Google has released an emergency security update for Chrome to fix two serious Type LOC vulnerabilities in the V8 JavaScript engine. Notably, one of the two vulnerabilities is zero-day and has been actively exploited in practice, allowing the attacker to execute arbitrary code only through the user’s access to malicious websites. This is considered a serious threat, especially to the corporate environment and critical systems, as the drive-by attack is increasingly sophisticated and difficult to detect.
According to Google, the most dangerous vulnerability, CVE-2025-13223, was discovered by the Threat Analysis Group (TAG) during its surveillance of intentional attacks. This error occurs when V8 mishandles an object’s data type, leading to the wrong understanding of the memory and causing heap damage. In a browser environment, this state can be exploited to control the execution stream, thus paving the way for arbitrary code execution on the victim’s system.
Of particular concern is that CVE-2025-13223 has been exploited in reality. The user simply visits a pre-made malicious website and the exploit chain can be activated, without any further actions. This makes the hole especially dangerous, as it is difficult for the victim to recognize that he or she is being attacked.
A second vulnerability, CVE-2025-13224, also belongs to the Type Confusion category in V8 and was rated as serious.

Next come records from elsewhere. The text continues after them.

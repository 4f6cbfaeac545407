//! Pull-based adapter over a source subscription.

#[cfg(debug_assertions)]
use crate::invariants::debug_assert_window_bounded;
use crate::error::FlowError;
use crate::scheduler::Scheduler;
use crate::source::Source;
use crate::subscription::{Subscriber, SubscriptionHandle};
use futures_core::Stream;
use std::pin::Pin;
use std::task::{Context, Poll};
use tokio::sync::mpsc;

/// A subscription consumed as a [`Stream`] of `Result<T, FlowError>`.
///
/// The adapter requests `prefetch` items up front and re-requests in windows
/// of [`FlowConfig::limit`](crate::FlowConfig::limit) as items are consumed,
/// so the upstream never has more than `prefetch` items outstanding.
///
/// An upstream failure is yielded once as `Some(Err(_))`, after which the
/// stream ends. Dropping the stream cancels the subscription.
pub struct SourceStream<T> {
    receiver: mpsc::Receiver<Result<T, FlowError>>,
    handle: SubscriptionHandle,
    prefetch: usize,
    limit: usize,
    consumed: usize,
    done: bool,
}

impl<T: Send + 'static> SourceStream<T> {
    pub(crate) fn open(source: &Source<T>, inherited: Option<&Scheduler>) -> Self {
        let config = source.config();
        let prefetch = config.prefetch.max(1);
        // One extra slot for the terminal error.
        let (sender, receiver) = mpsc::channel(prefetch + 1);
        let subscriber = ChannelSubscriber {
            sender: Some(sender),
            prefetch: prefetch as u64,
        };
        let handle = source.subscribe_in(Box::new(subscriber), inherited);

        Self {
            receiver,
            handle,
            prefetch,
            limit: config.limit(),
            consumed: 0,
            done: false,
        }
    }
}

impl<T> SourceStream<T> {
    /// Handle of the underlying subscription.
    pub fn handle(&self) -> &SubscriptionHandle {
        &self.handle
    }

    /// Cancels the upstream subscription and ends the stream.
    pub fn cancel(&mut self) {
        self.handle.cancel();
        self.done = true;
    }
}

impl<T> Stream for SourceStream<T> {
    type Item = Result<T, FlowError>;

    fn poll_next(self: Pin<&mut Self>, cx: &mut Context<'_>) -> Poll<Option<Self::Item>> {
        let this = self.get_mut();
        if this.done {
            return Poll::Ready(None);
        }

        match this.receiver.poll_recv(cx) {
            Poll::Ready(Some(Ok(item))) => {
                this.consumed += 1;
                if this.consumed >= this.limit {
                    let replenish = std::mem::take(&mut this.consumed);
                    this.handle.request(replenish as u64);
                }

                #[cfg(debug_assertions)]
                debug_assert_window_bounded!(this.handle.outstanding_demand(), this.prefetch as u64);

                Poll::Ready(Some(Ok(item)))
            }
            Poll::Ready(Some(Err(error))) => {
                this.done = true;
                Poll::Ready(Some(Err(error)))
            }
            Poll::Ready(None) => {
                this.done = true;
                Poll::Ready(None)
            }
            Poll::Pending => Poll::Pending,
        }
    }
}

impl<T> Drop for SourceStream<T> {
    fn drop(&mut self) {
        self.handle.cancel();
    }
}

/// Subscriber that forwards signals into the adapter's channel.
struct ChannelSubscriber<T> {
    sender: Option<mpsc::Sender<Result<T, FlowError>>>,
    prefetch: u64,
}

impl<T: Send + 'static> Subscriber<T> for ChannelSubscriber<T> {
    fn on_subscribe(&mut self, handle: &SubscriptionHandle) {
        handle.request(self.prefetch);
    }

    fn on_item(&mut self, item: T) -> Result<(), FlowError> {
        let Some(sender) = self.sender.as_ref() else {
            return Ok(());
        };
        match sender.try_send(Ok(item)) {
            Ok(()) => Ok(()),
            Err(mpsc::error::TrySendError::Full(_)) => Err(FlowError::ProtocolViolation(
                "stage adapter received more items than it requested",
            )),
            // Reader is gone and has already cancelled.
            Err(mpsc::error::TrySendError::Closed(_)) => Ok(()),
        }
    }

    fn on_error(&mut self, error: FlowError) {
        if let Some(sender) = self.sender.take() {
            let _ = sender.try_send(Err(error));
        }
    }

    fn on_complete(&mut self) {
        self.sender = None;
    }
}
//! Demonstration of the catalog service.
//!
//! Run with: `RUST_LOG=catalog=debug,demandflow=info cargo run -p catalog --bin catalog-demo [snapshot.json]`

use catalog::{
    CatalogConfig, CatalogService, CatalogSnapshot, Episode, EpisodeStore, InMemoryEpisodeStore,
    InMemorySeriesStore, Series, SeriesStore, StoreError,
};
use demandflow::{Scheduler, StreamExt};
use tracing_subscriber::EnvFilter;

type Service = CatalogService<InMemorySeriesStore, InMemoryEpisodeStore>;

#[tokio::main]
async fn main() -> anyhow::Result<()> {
    tracing_subscriber::fmt()
        .with_env_filter(EnvFilter::try_from_default_env().unwrap_or_else(|_| EnvFilter::new("info")))
        .init();

    println!("=== catalog Demo ===\n");

    let service = match std::env::args().nth(1) {
        Some(path) => from_snapshot(path).await?,
        None => seeded().await?,
    };

    demo_single(&service).await?;
    demo_batch(&service).await?;
    demo_mutations(&service).await?;

    println!("\n=== All demos completed successfully! ===");
    Ok(())
}

async fn from_snapshot(path: String) -> anyhow::Result<Service> {
    println!("Loading snapshot from {path}");
    let io = Scheduler::bounded_elastic("catalog-io", 2)?;
    let snapshot = CatalogSnapshot::load(path)
        .subscribe_on(io)
        .first()
        .await?
        .unwrap_or_default();
    let (series, episodes) = snapshot.into_stores();
    Ok(CatalogService::with_config(
        series,
        episodes,
        CatalogConfig::default().with_merge_concurrency(4),
    ))
}

async fn seeded() -> anyhow::Result<Service> {
    let series = InMemorySeriesStore::new();
    let episodes = InMemoryEpisodeStore::new();
    for name in ["Naruto", "Bleach", "One Piece"] {
        series.save(Series::new(name)).await?;
    }
    for (owner, title) in [
        ("Naruto", "Enter: Naruto Uzumaki!"),
        ("Naruto", "My Name is Konohamaru!"),
        ("One Piece", "I'm Luffy!"),
    ] {
        episodes.save(Episode::new(owner, title)).await?;
    }
    Ok(CatalogService::with_config(
        series,
        episodes,
        CatalogConfig::default().with_merge_concurrency(4),
    ))
}

/// Demo 1: single lookups
async fn demo_single(service: &Service) -> anyhow::Result<()> {
    println!("--- Demo 1: Single lookups ---");

    if let Some(first) = service.series_store().find_all().first().await? {
        let view = service.fetch_composite(&first.name).await?;
        println!("  {}", serde_json::to_string(&view)?);
    }

    match service.fetch_composite("Ghost").await {
        Ok(view) => println!("  unexpected: {view:?}"),
        Err(e) => println!("  Ghost -> {:?}: {e}", e.response_class()),
    }
    Ok(())
}

/// Demo 2: batch join with one failing episode lookup
async fn demo_batch(service: &Service) -> anyhow::Result<()> {
    println!("\n--- Demo 2: Batch join ---");

    let mut stream = service.fetch_all_composite().into_stream();
    while let Some(view) = stream.next().await {
        let view = view?;
        println!("  {} ({} episodes)", view.name, view.episodes.len());
    }

    if let Some(victim) = service.series_store().find_all().first().await? {
        service
            .episode_store()
            .fail_lookups_for(victim.name.clone(), StoreError::Unavailable("replica down".into()));
        let outcome = service.fetch_all_best_effort().await;
        println!(
            "  With {} failing: {} composites, failure: {}",
            victim.name,
            outcome.composites.len(),
            outcome
                .failure
                .map_or_else(|| "none".to_string(), |e| e.to_string())
        );
    }
    Ok(())
}

/// Demo 3: create, update, delete
async fn demo_mutations(service: &Service) -> anyhow::Result<()> {
    println!("\n--- Demo 3: Mutations ---");

    let created = service.create_composite(Series::new("Hunter x Hunter")).await?;
    println!("  created: {:?} {}", created.id, created.name);

    let updated = service
        .update_composite("Hunter x Hunter", Series::new("Hunter x Hunter (2011)"))
        .await?;
    println!("  updated: {:?} {} (id kept: {})", updated.id, updated.name, updated.id == created.id);

    let episodes = service.episode_service();
    let episode = episodes
        .create(Episode::new("Hunter x Hunter (2011)", "Departure x And x Friends"))
        .await?;
    println!("  episode: {} / {}", episode.series_name, episode.title);
    println!(
        "  after episode: {} episodes",
        service.fetch_composite("Hunter x Hunter (2011)").await?.episodes.len()
    );

    let deleted = service.delete_composite("Hunter x Hunter (2011)").await?;
    println!("  deleted: {}", deleted.name);
    episodes.delete(&episode.title).await?;
    Ok(())
}
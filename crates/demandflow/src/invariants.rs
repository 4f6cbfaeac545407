//! Debug assertion macros for subscription and demand invariants.
//!
//! These macros provide runtime checks for the protocol invariants of the
//! demand window. They are only active in debug builds
//! (`#[cfg(debug_assertions)]`), so there is zero overhead in release builds.

// =============================================================================
// INV-DEM-01: No Over-Delivery
// =============================================================================

/// Assert that an item is delivered only against a unit of granted demand.
///
/// **Invariant**: `delivered_since_subscribe ≤ Σ request(n)`
///
/// Used in: `SubscriptionCore::drain()` before calling `on_item`
macro_rules! debug_assert_within_demand {
    ($delivered:expr, $granted:expr) => {
        debug_assert!(
            $delivered <= $granted,
            "INV-DEM-01 violated: item {} delivered against {} granted",
            $delivered,
            $granted
        )
    };
}

// =============================================================================
// INV-SUB-01: Terminal States Are Absorbing
// =============================================================================

/// Assert that no transition leaves a terminal state.
///
/// **Invariant**: `state ∈ {Completed, Cancelled, Errored} → state' = state`
///
/// Used in: `SubscriptionCore::drain()`, comparing the first terminal state
/// entered with the state observed later
macro_rules! debug_assert_terminal_absorbing {
    ($from:expr, $to:expr) => {
        debug_assert!(
            !$from.is_terminal() || $from == $to,
            "INV-SUB-01 violated: transition {:?} -> {:?} leaves a terminal state",
            $from,
            $to
        )
    };
}

// =============================================================================
// INV-SUB-02: Single Terminal Signal
// =============================================================================

/// Assert that `on_complete`/`on_error` fire at most once, mutually exclusive.
///
/// **Invariant**: `|{on_complete, on_error} fired| ≤ 1`
///
/// Used in: `SubscriptionCore::signal_terminal()`
macro_rules! debug_assert_single_terminal {
    ($already_signalled:expr) => {
        debug_assert!(
            !$already_signalled,
            "INV-SUB-02 violated: terminal signal delivered twice"
        )
    };
}

// =============================================================================
// INV-BUF-01: Bounded Run-Ahead
// =============================================================================

/// Assert that a producer only enqueues within demand plus watermark.
///
/// **Invariant**: `queued ≤ max(outstanding_demand, watermark)`
///
/// Used in: `SubscriptionCore::offer()`
macro_rules! debug_assert_within_watermark {
    ($queued:expr, $outstanding:expr, $watermark:expr) => {
        debug_assert!(
            $queued <= ($outstanding as usize).max($watermark),
            "INV-BUF-01 violated: {} queued items exceed demand {} and watermark {}",
            $queued,
            $outstanding,
            $watermark
        )
    };
}

// =============================================================================
// INV-CAN-01: Upstream Cancellation
// =============================================================================

/// Assert that every linked upstream was cancelled before `cancel()` returns.
///
/// **Invariant**: `cancel() → ∀ child: child.state ∈ terminal`
///
/// Used in: `SubscriptionCore::cancel()`
macro_rules! debug_assert_upstream_cancelled {
    ($remaining:expr) => {
        debug_assert!(
            $remaining == 0,
            "INV-CAN-01 violated: {} upstream subscriptions still linked after cancel",
            $remaining
        )
    };
}

// =============================================================================
// INV-ADP-01: Bounded Adapter Window
// =============================================================================

/// Assert that a stage adapter never has more than `prefetch` items outstanding.
///
/// **Invariant**: `requested - received ≤ prefetch`
///
/// Used in: `SourceStream::poll_next()` after replenishing
macro_rules! debug_assert_window_bounded {
    ($outstanding:expr, $prefetch:expr) => {
        debug_assert!(
            $outstanding <= $prefetch,
            "INV-ADP-01 violated: {} items outstanding exceeds prefetch {}",
            $outstanding,
            $prefetch
        )
    };
}

// =============================================================================
// Re-exports for crate-internal use
// =============================================================================

pub(crate) use debug_assert_single_terminal;
pub(crate) use debug_assert_terminal_absorbing;
pub(crate) use debug_assert_upstream_cancelled;
pub(crate) use debug_assert_window_bounded;
pub(crate) use debug_assert_within_demand;
pub(crate) use debug_assert_within_watermark;
//! Sequential combinator.

use crate::error_policy::{ErrorCollector, ErrorMode};
use crate::source::Source;
use futures_util::StreamExt;
use std::sync::Arc;

/// Subscribes to each source only after the previous one completed.
///
/// Every item of source `i` is emitted, in order, before source `i + 1` is
/// subscribed. The first failure ends the chain.
pub fn concat<T, I>(sources: I) -> Source<T>
where
    T: Send + 'static,
    I: IntoIterator<Item = Source<T>>,
{
    concat_with_mode(sources, ErrorMode::Immediate)
}

/// Like [`concat`], but a failing source is treated as completed and the
/// chain moves on; captured failures are raised as one aggregate at the end.
pub fn concat_delay_error<T, I>(sources: I) -> Source<T>
where
    T: Send + 'static,
    I: IntoIterator<Item = Source<T>>,
{
    concat_with_mode(sources, ErrorMode::Deferred)
}

fn concat_with_mode<T, I>(sources: I, mode: ErrorMode) -> Source<T>
where
    T: Send + 'static,
    I: IntoIterator<Item = Source<T>>,
{
    let sources: Arc<[Source<T>]> = sources.into_iter().collect();
    Source::create(move |emitter| {
        let sources = Arc::clone(&sources);
        async move {
            let mut errors = ErrorCollector::new(mode);
            for (index, source) in sources.iter().enumerate() {
                let mut input = emitter.open(source);
                while let Some(item) = input.next().await {
                    match item {
                        Ok(item) => emitter.emit(item).await?,
                        Err(error) => errors.capture(index, error)?,
                    }
                }
            }
            errors.finish()
        }
    })
}
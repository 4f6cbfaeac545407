//! Single-source operators.
//!
//! Every operator builds a new stage with [`Source::stage`]: the stage's
//! task pulls from its upstream through a windowed [`SourceStream`] and
//! emits into its own subscription, so demand is honored hop by hop.

use crate::concat::concat;
use crate::emitter::Emitter;
use crate::error::FlowError;
use crate::merge::merge;
use crate::source::{forward, forward_owned, Source};
use crate::stream::SourceStream;
use crate::subscription::SubscriptionState;
use crate::zip::zip2;
use futures_util::stream::SelectAll;
use futures_util::StreamExt;
use std::collections::VecDeque;
use std::fmt;
use std::sync::Arc;
use std::time::Duration;

impl<T: Send + 'static> Source<T> {
    /// Transforms every item.
    #[must_use]
    pub fn map<U, F>(&self, f: F) -> Source<U>
    where
        U: Send + 'static,
        F: Fn(T) -> U + Send + Sync + 'static,
    {
        let f = Arc::new(f);
        self.stage(move |mut input, emitter| {
            let f = Arc::clone(&f);
            async move {
                while let Some(item) = input.next().await {
                    emitter.emit(f(item?)).await?;
                }
                Ok(())
            }
        })
    }

    /// Transforms every item with a fallible function; the first failure
    /// terminates the pipeline.
    #[must_use]
    pub fn try_map<U, F>(&self, f: F) -> Source<U>
    where
        U: Send + 'static,
        F: Fn(T) -> Result<U, FlowError> + Send + Sync + 'static,
    {
        let f = Arc::new(f);
        self.stage(move |mut input, emitter| {
            let f = Arc::clone(&f);
            async move {
                while let Some(item) = input.next().await {
                    emitter.emit(f(item?)?).await?;
                }
                Ok(())
            }
        })
    }

    /// Keeps items matching `predicate`.
    #[must_use]
    pub fn filter<F>(&self, predicate: F) -> Source<T>
    where
        F: Fn(&T) -> bool + Send + Sync + 'static,
    {
        let predicate = Arc::new(predicate);
        self.stage(move |mut input, emitter| {
            let predicate = Arc::clone(&predicate);
            async move {
                while let Some(item) = input.next().await {
                    let item = item?;
                    if predicate(&item) {
                        emitter.emit(item).await?;
                    }
                }
                Ok(())
            }
        })
    }

    /// Emits the first `n` items, then cancels upstream and completes.
    #[must_use]
    pub fn take(&self, n: usize) -> Source<T> {
        self.stage(move |mut input, emitter| async move {
            if n == 0 {
                input.cancel();
                return Ok(());
            }
            let mut taken = 0;
            while let Some(item) = input.next().await {
                emitter.emit(item?).await?;
                taken += 1;
                if taken == n {
                    input.cancel();
                    break;
                }
            }
            Ok(())
        })
    }

    /// Runs a side effect on every item.
    #[must_use]
    pub fn inspect<F>(&self, f: F) -> Source<T>
    where
        F: Fn(&T) + Send + Sync + 'static,
    {
        let f = Arc::new(f);
        self.stage(move |mut input, emitter| {
            let f = Arc::clone(&f);
            async move {
                while let Some(item) = input.next().await {
                    let item = item?;
                    f(&item);
                    emitter.emit(item).await?;
                }
                Ok(())
            }
        })
    }

    /// Runs a side effect on the terminal failure, which still propagates.
    #[must_use]
    pub fn inspect_err<F>(&self, f: F) -> Source<T>
    where
        F: Fn(&FlowError) + Send + Sync + 'static,
    {
        let f = Arc::new(f);
        self.stage(move |mut input, emitter| {
            let f = Arc::clone(&f);
            async move {
                while let Some(item) = input.next().await {
                    match item {
                        Ok(item) => emitter.emit(item).await?,
                        Err(error) => {
                            f(&error);
                            return Err(error);
                        }
                    }
                }
                Ok(())
            }
        })
    }

    /// On failure, continues with the source `fallback(error)` returns.
    #[must_use]
    pub fn on_error_resume<F>(&self, fallback: F) -> Source<T>
    where
        F: Fn(FlowError) -> Source<T> + Send + Sync + 'static,
    {
        let fallback = Arc::new(fallback);
        self.stage(move |mut input, emitter| {
            let fallback = Arc::clone(&fallback);
            async move {
                while let Some(item) = input.next().await {
                    match item {
                        Ok(item) => emitter.emit(item).await?,
                        Err(error) => {
                            tracing::debug!(%error, "resuming with fallback source");
                            let resumed = emitter.open(&fallback(error));
                            return forward(resumed, &emitter).await;
                        }
                    }
                }
                Ok(())
            }
        })
    }

    /// On failure, emits `value` and completes.
    #[must_use]
    pub fn on_error_return(&self, value: T) -> Source<T>
    where
        T: Clone + Sync,
    {
        self.on_error_resume(move |_| Source::just(value.clone()))
    }

    /// Continues with `other` if this source completes without emitting.
    #[must_use]
    pub fn switch_if_empty(&self, other: &Source<T>) -> Source<T> {
        let other = other.clone();
        self.stage(move |mut input, emitter| {
            let other = other.clone();
            async move {
                let mut emitted = false;
                while let Some(item) = input.next().await {
                    emitter.emit(item?).await?;
                    emitted = true;
                }
                if emitted {
                    return Ok(());
                }
                forward(emitter.open(&other), &emitter).await
            }
        })
    }

    /// Maps every item to an inner source and merges the inner sources,
    /// all subscribed as soon as their item arrives.
    #[must_use]
    pub fn flat_map<U, F>(&self, f: F) -> Source<U>
    where
        U: Send + 'static,
        F: Fn(T) -> Source<U> + Send + Sync + 'static,
    {
        let f = Arc::new(f);
        self.stage(move |mut input, emitter: Emitter<U>| {
            let f = Arc::clone(&f);
            async move {
                let mut inner: SelectAll<SourceStream<U>> = SelectAll::new();
                let mut outer_done = false;
                loop {
                    tokio::select! {
                        next = input.next(), if !outer_done => match next {
                            Some(item) => inner.push(emitter.open(&f(item?))),
                            None => outer_done = true,
                        },
                        Some(item) = inner.next(), if !inner.is_empty() => {
                            emitter.emit(item?).await?;
                        }
                        else => break,
                    }
                }
                Ok(())
            }
        })
    }

    /// Like [`Source::flat_map`], but inner items are emitted in the order of
    /// the outer items; later inner sources buffer meanwhile.
    #[must_use]
    pub fn flat_map_sequential<U, F>(&self, f: F) -> Source<U>
    where
        U: Send + 'static,
        F: Fn(T) -> Source<U> + Send + Sync + 'static,
    {
        let f = Arc::new(f);
        self.stage(move |mut input, emitter: Emitter<U>| {
            let f = Arc::clone(&f);
            async move {
                let mut inner: VecDeque<SourceStream<U>> = VecDeque::new();
                let mut outer_done = false;
                loop {
                    tokio::select! {
                        biased;
                        item = next_front(&mut inner), if !inner.is_empty() => match item {
                            Some(item) => emitter.emit(item?).await?,
                            None => {
                                inner.pop_front();
                            }
                        },
                        next = input.next(), if !outer_done => match next {
                            Some(item) => inner.push_back(emitter.open(&f(item?))),
                            None => outer_done = true,
                        },
                        else => break,
                    }
                }
                Ok(())
            }
        })
    }

    /// Delays every item by `delay`.
    #[must_use]
    pub fn delay_elements(&self, delay: Duration) -> Source<T> {
        self.stage(move |mut input, emitter| async move {
            while let Some(item) = input.next().await {
                let item = item?;
                tokio::time::sleep(delay).await;
                emitter.emit(item).await?;
            }
            Ok(())
        })
    }

    /// Pulls from this source in windows of `n` items, re-requesting once
    /// 75% of a window was consumed. Stages after this one keep the
    /// previous configuration.
    #[must_use]
    pub fn limit_rate(&self, n: usize) -> Source<T> {
        let config = self.config();
        self.with_config(config.with_prefetch(n))
            .stage(forward_owned)
            .with_config(config)
    }

    /// Records every signal passing this point as a `tracing` event under
    /// `category`: subscribe, request, item, error, complete and cancel.
    #[must_use]
    pub fn log(&self, category: impl Into<String>) -> Source<T>
    where
        T: fmt::Debug,
    {
        let category: Arc<str> = Arc::from(category.into());
        self.stage(move |mut input, emitter| {
            let category = Arc::clone(&category);
            async move {
                tracing::debug!(
                    target: "demandflow::log",
                    %category,
                    requested = emitter.outstanding_demand(),
                    "subscribe"
                );
                let hook_category = Arc::clone(&category);
                emitter.on_request(move |n| {
                    tracing::debug!(target: "demandflow::log", category = %hook_category, n, "request");
                });
                let _cancel = CancelLog {
                    category: Arc::clone(&category),
                    emitter: emitter.clone(),
                };

                while let Some(item) = input.next().await {
                    match item {
                        Ok(item) => {
                            tracing::debug!(target: "demandflow::log", %category, ?item, "item");
                            emitter.emit(item).await?;
                        }
                        Err(error) => {
                            tracing::debug!(target: "demandflow::log", %category, %error, "error");
                            return Err(error);
                        }
                    }
                }
                tracing::debug!(target: "demandflow::log", %category, "complete");
                Ok(())
            }
        })
    }

    /// Runs `other` after this source completes.
    #[must_use]
    pub fn concat_with(&self, other: &Source<T>) -> Source<T> {
        concat([self.clone(), other.clone()])
    }

    /// Merges this source with `other`.
    #[must_use]
    pub fn merge_with(&self, other: &Source<T>) -> Source<T> {
        merge([self.clone(), other.clone()])
    }

    /// Zips this source with `other` into pairs.
    #[must_use]
    pub fn zip_with<U: Send + 'static>(&self, other: &Source<U>) -> Source<(T, U)> {
        zip2(self.clone(), other.clone())
    }
}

There is currently no evidence that this error has been exploited, however, with specifications similar to those that have led to code execution in the past, Google still recommends that users be updated immediately to eliminate potential risk.
To reduce the risk of exploitation, Google has temporarily not released the technical details of the two vulnerabilities. This is a common method of zero-day processing, to prevent attackers from analyzing patches to develop new mining tools. Updates are now implemented in batches, but Google recommends proactive manual updating instead of waiting for an automatic mechanism.
The continued emergence of Type Confusion vulnerabilities in V8 suggests that the web browser remains a prime target of sophisticated attack groups. In that context, timely software updates remain the simplest but most effective way to protect the system from zero-day threats.